Sorangium cellulosum

Scientific classification
- Domain: Bacteria
- Kingdom: Pseudomonadati
- Phylum: Myxococcota
- Class: Myxococcia
- Order: Myxococcales
- Family: Polyangiaceae
- Genus: Sorangium
- Species: S. cellulosum
- Binomial name: Sorangium cellulosum (ex Jahn 1924) Reichenbach 2007

= Sorangium cellulosum =

- Authority: (ex Jahn 1924) Reichenbach 2007

Species of bacterium

Sorangium cellulosum is a soil-dwelling Gram-negative bacterium of the group myxobacteria. It is motile and shows gliding motility. Under stressful conditions this motility, as in other myxobacteria, the cells congregate to form fruiting bodies and differentiate into myxospores. These congregating cells make isolation of pure culture and colony counts on agar medium difficult as the bacterium spread and colonies merge. It has an unusually-large genome of 13,033,779 base pairs, making it the largest bacterial genome sequenced to date by roughly 4 Mb.

==Ecology==
S. cellulosum is found in soils, animal feces, and tree bark. The bacterium is a saprophyte deriving its nutrition from cellulose aerobically. It is a prolific producer of secondary fungicides and bactericides that reduce competition in soil environments. In lab samples, S. cellulosum grows on agar medium only when certain cell densities are plated. Quorum-sensing allows Sorangium to grow in communities sufficiently large to metabolize cellulose.

==Secondary compounds==
Sorangium produces 50% of all known metabolites produced by myxobacteria. These include compounds that are antifungal, antibacterial, antibiotic resistant, or can even disable mammalian cells. These many compounds have sparked intense mining of its extensive genome in exploration of possible industrial and medical applications.
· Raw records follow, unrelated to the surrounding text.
//! Streaming replies as OpenAI-style SSE frames
//!
//! One task per reply reads provider deltas and forwards them to the client.
//! Client disconnect, upstream errors and the stream deadline all end the task;
//! whatever arrived by then is persisted, and the upstream call is aborted.

use axum::response::sse::Event;
use std::sync::Arc;
use tokio::sync::mpsc;
use tokio::time::{sleep_until, Instant};

use crate::error::{Error, ProviderErrorKind, Result};
use crate::providers::{DeltaStream, ModelSelection};
use crate::types::chat::{ChatCompletionChunk, ChunkChoice, ChunkDelta};

use super::service::{ChatService, PreparedTurn};

const FRAME_BUFFER: usize = 32;

/// One SSE event of a streamed reply
#[derive(Debug, Clone)]
pub enum StreamFrame {
    Chunk(ChatCompletionChunk),
    /// Terminal `data: [DONE]`, sent only after a successful reply
    Done,
    /// `event: error` with the error body; no `[DONE]` follows
    Error(serde_json::Value),
}

impl StreamFrame {
    pub fn into_event(self) -> Event {
        match self {
            Self::Chunk(chunk) => match serde_json::to_string(&chunk) {
                Ok(json) => Event::default().data(json),
                Err(e) => Event::default()
                    .event("error")
                    .data(Error::internal(format!("Failed to encode frame: {}", e)).to_json().to_string()),
            },
            Self::Done => Event::default().data("[DONE]"),
            Self::Error(body) => Event::default().event("error").data(body.to_string()),
        }
    }
}

enum StreamEnd {
    Finished,
    Failed(Error),
    Cancelled,
}

impl ChatService {
    /// Start streaming a prepared turn; frames arrive on the returned receiver.
    ///
    /// Dropping the receiver cancels the reply.
    pub fn stream(self: Arc<Self>, turn: PreparedTurn) -> mpsc::Receiver<StreamFrame> {
        let (tx, rx) = mpsc::channel(FRAME_BUFFER);
        tokio::spawn(async move {
            self.drive(turn, tx).await;
        });
        rx
    }

    async fn drive(&self, turn: PreparedTurn, tx: mpsc::Sender<StreamFrame>) {
        let (mut deltas, selection) = match self.open(&turn).await {
            Ok(opened) => opened,
            Err(e) => {
                tracing::error!("Failed to open stream for {}: {}", turn.conversation_id, e);
                self.persist(&turn, String::new(), &turn.selection, Some(e.to_string()))
                    .await;
                let _ = tx.send(StreamFrame::Error(e.to_json())).await;
                return;
            }
        };

        let model = selection.label();
        let first = self.chunk(&turn, &model, ChunkDelta {
            role: Some("assistant".to_string()),
            content: None,
        }, None, true);
        if tx.send(StreamFrame::Chunk(first)).await.is_err() {
            deltas.cancel();
            self.persist(&turn, String::new(), &selection, Some("cancelled by client".into()))
                .await;
            return;
        }

        let deadline = Instant::now() + self.stream_timeout();
        let mut content = String::new();

        let end = loop {
            tokio::select! {
                _ = tx.closed() => break StreamEnd::Cancelled,
                _ = sleep_until(deadline) => {
                    break StreamEnd::Failed(Error::provider(
                        selection.provider.name(),
                        ProviderErrorKind::Timeout,
                        format!("stream exceeded {}s", self.stream_timeout().as_secs()),
                    ));
                }
                delta = deltas.next_delta() => match delta {
                    Some(Ok(text)) => {
                        content.push_str(&text);
                        let frame = self.chunk(&turn, &model, ChunkDelta {
                            role: None,
                            content: Some(text),
                        }, None, false);
                        if tx.send(StreamFrame::Chunk(frame)).await.is_err() {
                            break StreamEnd::Cancelled;
                        }
                    }
                    Some(Err(e)) => break StreamEnd::Failed(e),
                    None => break StreamEnd::Finished,
                },
            }
        };

        match end {
            StreamEnd::Finished => {
                self.persist(&turn, content, &selection, None).await;
                let last = self.chunk(&turn, &model, ChunkDelta::default(), Some("stop"), false);
                if tx.send(StreamFrame::Chunk(last)).await.is_ok() {
                    let _ = tx.send(StreamFrame::Done).await;
                }
                tracing::info!("Streamed reply {} with {}", turn.reply.id, model);
            }
            StreamEnd::Failed(e) => {
                deltas.cancel();
                tracing::warn!("Stream for reply {} failed: {}", turn.reply.id, e);
                self.persist(&turn, content, &selection, Some(e.to_string())).await;
                let _ = tx.send(StreamFrame::Error(e.to_json())).await;
            }
            StreamEnd::Cancelled => {
                deltas.cancel();
                tracing::info!("Client disconnected from reply {}", turn.reply.id);
                self.persist(&turn, content, &selection, Some("cancelled by client".into()))
                    .await;
            }
        }
    }

    /// Open the upstream stream; only this step may fall back to another provider
    async fn open(&self, turn: &PreparedTurn) -> Result<(DeltaStream, ModelSelection)> {
        let primary = &turn.selection;
        match primary
            .provider
            .stream_chat(&turn.messages, &primary.model, &turn.options)
            .await
        {
            Ok(deltas) => Ok((deltas, primary.clone())),
            Err(e) if e.is_retryable() => {
                let fallback = match self.selector().fallback_after(primary, turn.needs_vision) {
                    Some(fallback) => fallback,
                    None => return Err(e),
                };
                tracing::warn!("{} failed ({}), falling back to {}", primary.label(), e, fallback.label());
                let deltas = fallback
                    .provider
                    .stream_chat(&turn.messages, &fallback.model, &turn.options)
                    .await?;
                Ok((deltas, fallback))
            }
            Err(e) => Err(e),
        }
    }

    async fn persist(&self, turn: &PreparedTurn, content: String, selection: &ModelSelection, error: Option<String>) {
        if let Err(e) = self.finish(turn, content, &selection.label(), error).await {
            tracing::error!("Failed to persist reply {}: {}", turn.reply.id, e);
        }
    }

    fn chunk(
        &self,
        turn: &PreparedTurn,
        model: &str,
        delta: ChunkDelta,
        finish_reason: Option<&str>,
        first: bool,
    ) -> ChatCompletionChunk {
        ChatCompletionChunk {
            id: turn.completion_id.clone(),
            object: "chat.completion.chunk".to_string(),
            created: turn.created,
            model: model.to_string(),
            choices: vec![ChunkChoice {
                index: 0,
                delta,
                finish_reason: finish_reason.map(str::to_string),
            }],
            conversation_id: first.then_some(turn.conversation_id),
            message_id: first.then_some(turn.reply.id),
            branch_id: first.then_some(turn.reply.branch_id),
            sources: first.then(|| turn.sources.clone()),
        }
    }
}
Some of these secondary compounds include:
- Ambruticin and Jerangolid A - Antifungal agents.
- Chivosazol - a compound that destroys the actin skeleton of eukaryotic cells. It is effective against both fungal and mammalian cells.
- Epothilones - Compounds that target microtubule function leading to apoptosis. Some derivatives are used to treat human cancers.
- Myxochelin A - Antibacterial agent that acts by sequestering iron in the environment.
- Soraphen A - An agent highly effective against plant-pathogenic fungi. It was extensively researched for agricultural use until it was discovered to be a teratogen.
Industrial fermentation and genetic manipulation of S. cellulosum is challenging. Plasmids have been found to not function in S. cellulosum cells. Reproducible genetic alterations must be made directly into the single circular chromosome.

==Clinical use==
Metabolites secreted by Sorangium cellulosum known as epothilones have been noted to have antineoplastic activity. This has led to the development of analogs which mimic its activity. One such analog, known as ixabepilone is a U.S. Food and Drug Administration approved chemotherapy agent for the treatment of metastatic breast cancer.